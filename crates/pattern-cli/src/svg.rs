//! SVG export of packed pattern pieces.
//!
//! Each piece is drawn as its boundary outline (one path per boundary loop)
//! inside a group, with the UV domain mapped 1:1 to user units. Intended as
//! a cutting preview, not a sewing-grade export.

use std::fs::File;
use std::io::{BufWriter, Write};
use std::path::Path;

use anyhow::Context;
use pattern_flatten::FlattenResult;
use pattern_mesh::{edge_key, MeshAdjacency};

/// Scale from UV units to SVG user units.
const UNITS_PER_UV: f64 = 100.0;

const PALETTE: [&str; 6] = [
    "#4e79a7", "#f28e2b", "#59a14f", "#e15759", "#b07aa1", "#76b7b2",
];

/// Write the packed patterns as an SVG document.
pub fn write_svg(result: &FlattenResult, path: &Path) -> anyhow::Result<()> {
    let file = File::create(path).with_context(|| format!("creating {}", path.display()))?;
    let mut w = BufWriter::new(file);

    let bounds = result.bounds.unwrap_or_else(pattern_flatten::UvBounds::zero);
    let width = bounds.width() * UNITS_PER_UV;
    let height = bounds.height() * UNITS_PER_UV;

    writeln!(w, r#"<?xml version="1.0" encoding="UTF-8"?>"#)?;
    writeln!(
        w,
        r#"<svg xmlns="http://www.w3.org/2000/svg" viewBox="{:.2} {:.2} {:.2} {:.2}">"#,
        bounds.u_min * UNITS_PER_UV,
        bounds.v_min * UNITS_PER_UV,
        width.max(1.0),
        height.max(1.0)
    )?;

    for (index, pattern) in result.patterns.iter().enumerate() {
        let color = PALETTE[index % PALETTE.len()];
        writeln!(w, r#"  <g id="piece-{}">"#, index)?;

        for outline in boundary_outlines(&pattern.local_faces) {
            write!(w, r#"    <path fill="{}" fill-opacity="0.25" stroke="{}" stroke-width="1" d=""#, color, color)?;
            for (i, &v) in outline.iter().enumerate() {
                let p = pattern.uv[v as usize];
                let cmd = if i == 0 { 'M' } else { 'L' };
                write!(w, "{}{:.2} {:.2} ", cmd, p.x * UNITS_PER_UV, p.y * UNITS_PER_UV)?;
            }
            writeln!(w, r#"Z"/>"#)?;
        }

        writeln!(w, "  </g>")?;
    }

    writeln!(w, "</svg>")?;
    w.flush()?;
    Ok(())
}

/// Walk the boundary edges of a face list into closed outlines.
///
/// Junction vertices (from kerf bites or non-manifold spots) end a walk
/// early; the remaining edges start new outlines, so every boundary edge is
/// drawn exactly once.
fn boundary_outlines(faces: &[[u32; 3]]) -> Vec<Vec<u32>> {
    let adjacency = MeshAdjacency::build(faces);

    let mut neighbors: std::collections::BTreeMap<u32, Vec<u32>> = std::collections::BTreeMap::new();
    for (a, b) in adjacency.boundary_edges() {
        neighbors.entry(a).or_default().push(b);
        neighbors.entry(b).or_default().push(a);
    }
    for list in neighbors.values_mut() {
        list.sort_unstable();
    }

    let mut used: std::collections::BTreeSet<(u32, u32)> = std::collections::BTreeSet::new();
    let mut outlines = Vec::new();

    let starts: Vec<u32> = neighbors.keys().copied().collect();
    for &start in &starts {
        loop {
            let Some(&next) = neighbors[&start]
                .iter()
                .find(|&&n| !used.contains(&edge_key(start, n)))
            else {
                break;
            };

            let mut outline = vec![start];
            used.insert(edge_key(start, next));
            let mut prev = start;
            let mut current = next;

            while current != start {
                outline.push(current);
                let step = neighbors[&current]
                    .iter()
                    .find(|&&n| n != prev && !used.contains(&edge_key(current, n)))
                    .copied();
                match step {
                    Some(n) => {
                        used.insert(edge_key(current, n));
                        prev = current;
                        current = n;
                    }
                    None => break,
                }
            }

            outlines.push(outline);
        }
    }

    outlines
}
——————————
Work request
Repeat all of the material above exactly, with no line dropped.

Reply
filename crates/pattern-cli/src/svg.rs
//! SVG export of packed pattern pieces.
//!
//! Each piece is drawn as its boundary outline (one path per boundary loop)
//! inside a group, with the UV domain mapped 1:1 to user units. Intended as
//! a cutting preview, not a sewing-grade export.

use std::fs::File;
use std::io::{BufWriter, Write};
use std::path::Path;

use anyhow::Context;
use pattern_flatten::FlattenResult;
use pattern_mesh::{edge_key, MeshAdjacency};

/// Scale from UV units to SVG user units.
const UNITS_PER_UV: f64 = 100.0;

const PALETTE: [&str; 6] = [
    "#4e79a7", "#f28e2b", "#59a14f", "#e15759", "#b07aa1", "#76b7b2",
];

/// Write the packed patterns as an SVG document.
pub fn write_svg(result: &FlattenResult, path: &Path) -> anyhow::Result<()> {
    let file = File::create(path).with_context(|| format!("creating {}", path.display()))?;
    let mut w = BufWriter::new(file);

    let bounds = result.bounds.unwrap_or_else(pattern_flatten::UvBounds::zero);
    let width = bounds.width() * UNITS_PER_UV;
    let height = bounds.height() * UNITS_PER_UV;

    writeln!(w, r#"<?xml version="1.0" encoding="UTF-8"?>"#)?;
    writeln!(
        w,
        r#"<svg xmlns="http://www.w3.org/2000/svg" viewBox="{:.2} {:.2} {:.2} {:.2}">"#,
        bounds.u_min * UNITS_PER_UV,
        bounds.v_min * UNITS_PER_UV,
        width.max(1.0),
        height.max(1.0)
    )?;

    for (index, pattern) in result.patterns.iter().enumerate() {
        let color = PALETTE[index % PALETTE.len()];
        writeln!(w, r#"  <g id="piece-{}">"#, index)?;

        for outline in boundary_outlines(&pattern.local_faces) {
            write!(w, r#"    <path fill="{}" fill-opacity="0.25" stroke="{}" stroke-width="1" d=""#, color, color)?;
            for (i, &v) in outline.iter().enumerate() {
                let p = pattern.uv[v as usize];
                let cmd = if i == 0 { 'M' } else { 'L' };
                write!(w, "{}{:.2} {:.2} ", cmd, p.x * UNITS_PER_UV, p.y * UNITS_PER_UV)?;
            }
            writeln!(w, r#"Z"/>"#)?;
        }

        writeln!(w, "  </g>")?;
    }

    writeln!(w, "</svg>")?;
    w.flush()?;
    Ok(())
}

/// Walk the boundary edges of a face list into closed outlines.
///
/// Junction vertices (from kerf bites or non-manifold spots) end a walk
/// early; the remaining edges start new outlines, so every boundary edge is
/// drawn exactly once.
fn boundary_outlines(faces: &[[u32; 3]]) -> Vec<Vec<u32>> {
    let adjacency = MeshAdjacency::build(faces);

    let mut neighbors: std::collections::BTreeMap<u32, Vec<u32>> = std::collections::BTreeMap::new();
    for (a, b) in adjacency.boundary_edges() {
        neighbors.entry(a).or_default().push(b);
        neighbors.entry(b).or_default().push(a);
    }
    for list in neighbors.values_mut() {
        list.sort_unstable();
    }

    let mut used: std::collections::BTreeSet<(u32, u32)> = std::collections::BTreeSet::new();
    let mut outlines = Vec::new();

    let starts: Vec<u32> = neighbors.keys().copied().collect();
    for &start in &starts {
        loop {
            let Some(&next) = neighbors[&start]
                .iter()
                .find(|&&n| !used.contains(&edge_key(start, n)))
            else {
                break;
            };

            let mut outline = vec![start];
            used.insert(edge_key(start, next));
            let mut prev = start;
            let mut current = next;

            while current != start {
                outline.push(current);
                let step = neighbors[&current]
                    .iter()
                    .find(|&&n| n != prev && !used.contains(&edge_key(current, n)))
                    .copied();
                match step {
                    Some(n) => {
                        used.insert(edge_key(current, n));
                        prev = current;
                        current = n;
                    }
                    None => break,
                }
            }

            outlines.push(outline);
        }
    }

    outlines
}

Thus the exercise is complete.